The first day I saw you,
a lump lingered in my throat, nausea
aplenty with memories of previous art teachers,
who pronounced my lines unpleasantly straight,
who called my trees too intricate,
who threw pencils across the table in anger at
my grand art-deficiency, my sketchiness,
but it was you who pulled me from the swaddle
of insecurities, almost as if to say:
there is adequacy in inadequacy.
You told us loud and clear, we’re not in Disneyland,
when you saw a painting of chicks hatching from
their shells, their heads bobbing profusely.
In low-lit rooms, we created wild paint strokes,
you narrated Kahlo’s story and painted pictures
of your time in Paris, Noir Desir’s Le Vent Nous Portera
played on your phone in a blurred haze,
Bertrand Cantat’s homicide fresh in our talk.

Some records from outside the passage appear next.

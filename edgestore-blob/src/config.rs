use std::time::Duration;

/// Configuration for the blob-backed provider
#[derive(Debug, Clone)]
pub struct BlobProviderConfig {
    /// Public prefix of every access URL, without trailing slash
    pub base_url: String,

    /// If size >= this, hand out a multipart upload instead of a single PUT
    pub multipart_threshold_bytes: u64,

    /// Rules for part-based uploads
    pub upload_rules: UploadRules,

    /// Lifetime of every signed PUT URL
    pub signed_url_ttl: Duration,
}

impl Default for BlobProviderConfig {
    fn default() -> Self {
        Self {
            base_url: "http://localhost:3000/files".to_string(),
            multipart_threshold_bytes: 10 * 1024 * 1024, // 10MB
            upload_rules: UploadRules::default(),
            signed_url_ttl: Duration::from_secs(60 * 60),
        }
    }
}

/// Rules for multipart uploads
#[derive(Debug, Clone)]
pub struct UploadRules {
    /// Standard part size (bytes). Raised automatically when a file would need more than `max_parts`.
    pub part_size: u64,

    /// Upper bound to protect memory/state
    pub max_parts: u32,

    /// How many part URLs `request_upload` signs up front; the rest are requested later
    pub presign_batch: u32,
}

impl Default for UploadRules {
    fn default() -> Self {
        Self {
            part_size: 5 * 1024 * 1024, // 5MB
            max_parts: 10_000,
            presign_batch: 100,
        }
    }
}

impl BlobProviderConfig {
    /// Create a new config with defaults
    pub fn new(base_url: impl Into<String>) -> Self {
        Self {
            base_url: base_url.into().trim_end_matches('/').to_string(),
            ..Self::default()
        }
    }

    /// Set multipart threshold
    pub fn with_multipart_threshold(mut self, bytes: u64) -> Self {
        self.multipart_threshold_bytes = bytes;
        self
    }

    /// Set upload rules
    pub fn with_upload_rules(mut self, rules: UploadRules) -> Self {
        self.upload_rules = rules;
        self
    }

    pub fn with_signed_url_ttl(mut self, ttl: Duration) -> Self {
        self.signed_url_ttl = ttl;
        self
    }

    /// Part size and part count for a file of `size` bytes.
    pub fn plan_parts(&self, size: u64) -> (u64, u32) {
        let rules = &self.upload_rules;
        let max_parts = u64::from(rules.max_parts.max(1));
        let mut part_size = rules.part_size.max(1);
        if size.div_ceil(part_size) > max_parts {
            part_size = size.div_ceil(max_parts);
        }
        let total = size.div_ceil(part_size).max(1);
        (part_size, total as u32)
    }
}

impl UploadRules {
    /// Create new upload rules
    pub fn new() -> Self {
        Self::default()
    }

    /// Set part size
    pub fn with_part_size(mut self, bytes: u64) -> Self {
        self.part_size = bytes;
        self
    }

    /// Set max parts
    pub fn with_max_parts(mut self, max: u32) -> Self {
        self.max_parts = max;
        self
    }

    pub fn with_presign_batch(mut self, batch: u32) -> Self {
        self.presign_batch = batch;
        self
    }
}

You said I would thrive at an art school,
that I had all the potential of a fine artist,
that NCA would see my impressionist strokes,
and I grew to love NCA when you guided us
through its dark and cold corridors, the intense scent
of oil paint filling our lungs like cigarette smoke,
but then the school year ended and we turned to stone,
pursuing economics and mathematics,
devouring government and politics.
You saw me years later and asked me
why I was sad, I wanted to pour my sorrow
in a cup for you, wear my stony heart upon my sleeve
and show what lack of art did to me, but I could only
stare blankly like a painting in Picasso’s Blue Period,
my head turned down like The Old Guitarist’s.
Now I pick up the broken paintbrush
to touch the canvas softly, remembering gone days
when I had a vision of becoming Vincent.